DATA SHOWN:
=== Section Start ===

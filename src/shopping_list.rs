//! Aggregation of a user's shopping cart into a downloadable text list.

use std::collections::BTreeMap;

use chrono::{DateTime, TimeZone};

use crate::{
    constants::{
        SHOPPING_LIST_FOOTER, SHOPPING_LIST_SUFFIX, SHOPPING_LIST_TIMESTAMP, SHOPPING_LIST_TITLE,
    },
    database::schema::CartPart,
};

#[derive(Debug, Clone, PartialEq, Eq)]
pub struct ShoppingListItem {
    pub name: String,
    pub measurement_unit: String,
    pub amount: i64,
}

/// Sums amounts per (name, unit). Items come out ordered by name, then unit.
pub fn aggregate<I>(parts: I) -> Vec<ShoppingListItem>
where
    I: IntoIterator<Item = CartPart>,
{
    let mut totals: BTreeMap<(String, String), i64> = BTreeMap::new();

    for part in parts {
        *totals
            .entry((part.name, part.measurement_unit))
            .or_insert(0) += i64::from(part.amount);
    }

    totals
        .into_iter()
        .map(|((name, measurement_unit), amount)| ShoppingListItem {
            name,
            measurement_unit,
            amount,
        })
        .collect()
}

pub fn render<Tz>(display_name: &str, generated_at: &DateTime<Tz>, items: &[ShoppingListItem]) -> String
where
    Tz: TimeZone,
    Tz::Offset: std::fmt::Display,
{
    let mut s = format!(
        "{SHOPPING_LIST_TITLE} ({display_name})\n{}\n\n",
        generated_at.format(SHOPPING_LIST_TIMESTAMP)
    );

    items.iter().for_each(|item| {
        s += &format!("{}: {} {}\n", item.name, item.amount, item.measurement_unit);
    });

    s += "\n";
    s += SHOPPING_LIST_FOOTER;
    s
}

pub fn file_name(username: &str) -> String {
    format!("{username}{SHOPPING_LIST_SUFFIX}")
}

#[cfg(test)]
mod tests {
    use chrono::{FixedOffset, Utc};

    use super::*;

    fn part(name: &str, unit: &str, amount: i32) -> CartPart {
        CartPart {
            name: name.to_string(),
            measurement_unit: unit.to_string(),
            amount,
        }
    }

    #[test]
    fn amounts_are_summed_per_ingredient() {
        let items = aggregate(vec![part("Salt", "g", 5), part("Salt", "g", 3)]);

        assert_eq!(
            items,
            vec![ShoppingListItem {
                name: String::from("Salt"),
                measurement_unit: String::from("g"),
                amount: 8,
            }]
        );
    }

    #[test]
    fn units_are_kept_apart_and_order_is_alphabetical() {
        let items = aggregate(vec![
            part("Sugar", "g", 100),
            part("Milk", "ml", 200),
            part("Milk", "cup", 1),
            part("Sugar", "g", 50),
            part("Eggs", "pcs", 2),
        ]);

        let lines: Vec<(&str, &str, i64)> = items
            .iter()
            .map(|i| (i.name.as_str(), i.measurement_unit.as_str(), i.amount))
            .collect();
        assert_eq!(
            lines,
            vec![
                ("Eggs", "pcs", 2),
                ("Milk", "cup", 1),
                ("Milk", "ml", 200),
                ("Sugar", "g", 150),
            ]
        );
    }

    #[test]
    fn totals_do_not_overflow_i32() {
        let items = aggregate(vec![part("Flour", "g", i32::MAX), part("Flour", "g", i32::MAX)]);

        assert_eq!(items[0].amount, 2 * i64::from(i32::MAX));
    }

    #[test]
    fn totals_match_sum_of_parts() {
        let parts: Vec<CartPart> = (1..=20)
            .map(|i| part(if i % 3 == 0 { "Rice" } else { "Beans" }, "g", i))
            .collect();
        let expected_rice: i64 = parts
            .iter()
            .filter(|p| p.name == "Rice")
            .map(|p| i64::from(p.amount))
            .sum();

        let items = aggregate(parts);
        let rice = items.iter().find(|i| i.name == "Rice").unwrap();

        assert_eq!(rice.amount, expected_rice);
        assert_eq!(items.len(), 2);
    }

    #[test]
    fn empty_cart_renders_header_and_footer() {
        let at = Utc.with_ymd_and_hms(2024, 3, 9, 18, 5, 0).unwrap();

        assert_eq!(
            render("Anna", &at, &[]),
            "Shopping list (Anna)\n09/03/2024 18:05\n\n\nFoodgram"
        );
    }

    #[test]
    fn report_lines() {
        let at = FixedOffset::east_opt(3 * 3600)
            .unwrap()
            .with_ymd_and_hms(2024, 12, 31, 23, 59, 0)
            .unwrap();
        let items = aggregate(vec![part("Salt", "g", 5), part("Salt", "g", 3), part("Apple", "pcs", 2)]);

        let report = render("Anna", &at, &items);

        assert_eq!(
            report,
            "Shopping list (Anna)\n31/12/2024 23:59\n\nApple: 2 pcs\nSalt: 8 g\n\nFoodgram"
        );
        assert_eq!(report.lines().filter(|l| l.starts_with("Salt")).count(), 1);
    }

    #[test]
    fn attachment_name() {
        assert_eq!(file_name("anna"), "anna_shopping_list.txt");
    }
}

=== Section End ===

TASK OBJECTIVE: Please write the listing out again, matching each line exactly.

RESULT OF THE EXERCISE:
filename src/shopping_list.rs
//! Aggregation of a user's shopping cart into a downloadable text list.

use std::collections::BTreeMap;

use chrono::{DateTime, TimeZone};

use crate::{
    constants::{
        SHOPPING_LIST_FOOTER, SHOPPING_LIST_SUFFIX, SHOPPING_LIST_TIMESTAMP, SHOPPING_LIST_TITLE,
    },
    database::schema::CartPart,
};

#[derive(Debug, Clone, PartialEq, Eq)]
pub struct ShoppingListItem {
    pub name: String,
    pub measurement_unit: String,
    pub amount: i64,
}

/// Sums amounts per (name, unit). Items come out ordered by name, then unit.
pub fn aggregate<I>(parts: I) -> Vec<ShoppingListItem>
where
    I: IntoIterator<Item = CartPart>,
{
    let mut totals: BTreeMap<(String, String), i64> = BTreeMap::new();

    for part in parts {
        *totals
            .entry((part.name, part.measurement_unit))
            .or_insert(0) += i64::from(part.amount);
    }

    totals
        .into_iter()
        .map(|((name, measurement_unit), amount)| ShoppingListItem {
            name,
            measurement_unit,
            amount,
        })
        .collect()
}

pub fn render<Tz>(display_name: &str, generated_at: &DateTime<Tz>, items: &[ShoppingListItem]) -> String
where
    Tz: TimeZone,
    Tz::Offset: std::fmt::Display,
{
    let mut s = format!(
        "{SHOPPING_LIST_TITLE} ({display_name})\n{}\n\n",
        generated_at.format(SHOPPING_LIST_TIMESTAMP)
    );

    items.iter().for_each(|item| {
        s += &format!("{}: {} {}\n", item.name, item.amount, item.measurement_unit);
    });

    s += "\n";
    s += SHOPPING_LIST_FOOTER;
    s
}

pub fn file_name(username: &str) -> String {
    format!("{username}{SHOPPING_LIST_SUFFIX}")
}

#[cfg(test)]
mod tests {
    use chrono::{FixedOffset, Utc};

    use super::*;

    fn part(name: &str, unit: &str, amount: i32) -> CartPart {
        CartPart {
            name: name.to_string(),
            measurement_unit: unit.to_string(),
            amount,
        }
    }

    #[test]
    fn amounts_are_summed_per_ingredient() {
        let items = aggregate(vec![part("Salt", "g", 5), part("Salt", "g", 3)]);

        assert_eq!(
            items,
            vec![ShoppingListItem {
                name: String::from("Salt"),
                measurement_unit: String::from("g"),
                amount: 8,
            }]
        );
    }

    #[test]
    fn units_are_kept_apart_and_order_is_alphabetical() {
        let items = aggregate(vec![
            part("Sugar", "g", 100),
            part("Milk", "ml", 200),
            part("Milk", "cup", 1),
            part("Sugar", "g", 50),
            part("Eggs", "pcs", 2),
        ]);

        let lines: Vec<(&str, &str, i64)> = items
            .iter()
            .map(|i| (i.name.as_str(), i.measurement_unit.as_str(), i.amount))
            .collect();
        assert_eq!(
            lines,
            vec![
                ("Eggs", "pcs", 2),
                ("Milk", "cup", 1),
                ("Milk", "ml", 200),
                ("Sugar", "g", 150),
            ]
        );
    }

    #[test]
    fn totals_do_not_overflow_i32() {
        let items = aggregate(vec![part("Flour", "g", i32::MAX), part("Flour", "g", i32::MAX)]);

        assert_eq!(items[0].amount, 2 * i64::from(i32::MAX));
    }

    #[test]
    fn totals_match_sum_of_parts() {
        let parts: Vec<CartPart> = (1..=20)
            .map(|i| part(if i % 3 == 0 { "Rice" } else { "Beans" }, "g", i))
            .collect();
        let expected_rice: i64 = parts
            .iter()
            .filter(|p| p.name == "Rice")
            .map(|p| i64::from(p.amount))
            .sum();

        let items = aggregate(parts);
        let rice = items.iter().find(|i| i.name == "Rice").unwrap();

        assert_eq!(rice.amount, expected_rice);
        assert_eq!(items.len(), 2);
    }

    #[test]
    fn empty_cart_renders_header_and_footer() {
        let at = Utc.with_ymd_and_hms(2024, 3, 9, 18, 5, 0).unwrap();

        assert_eq!(
            render("Anna", &at, &[]),
            "Shopping list (Anna)\n09/03/2024 18:05\n\n\nFoodgram"
        );
    }

    #[test]
    fn report_lines() {
        let at = FixedOffset::east_opt(3 * 3600)
            .unwrap()
            .with_ymd_and_hms(2024, 12, 31, 23, 59, 0)
            .unwrap();
        let items = aggregate(vec![part("Salt", "g", 5), part("Salt", "g", 3), part("Apple", "pcs", 2)]);

        let report = render("Anna", &at, &items);

        assert_eq!(
            report,
            "Shopping list (Anna)\n31/12/2024 23:59\n\nApple: 2 pcs\nSalt: 8 g\n\nFoodgram"
        );
        assert_eq!(report.lines().filter(|l| l.starts_with("Salt")).count(), 1);
    }

    #[test]
    fn attachment_name() {
        assert_eq!(file_name("anna"), "anna_shopping_list.txt");
    }
}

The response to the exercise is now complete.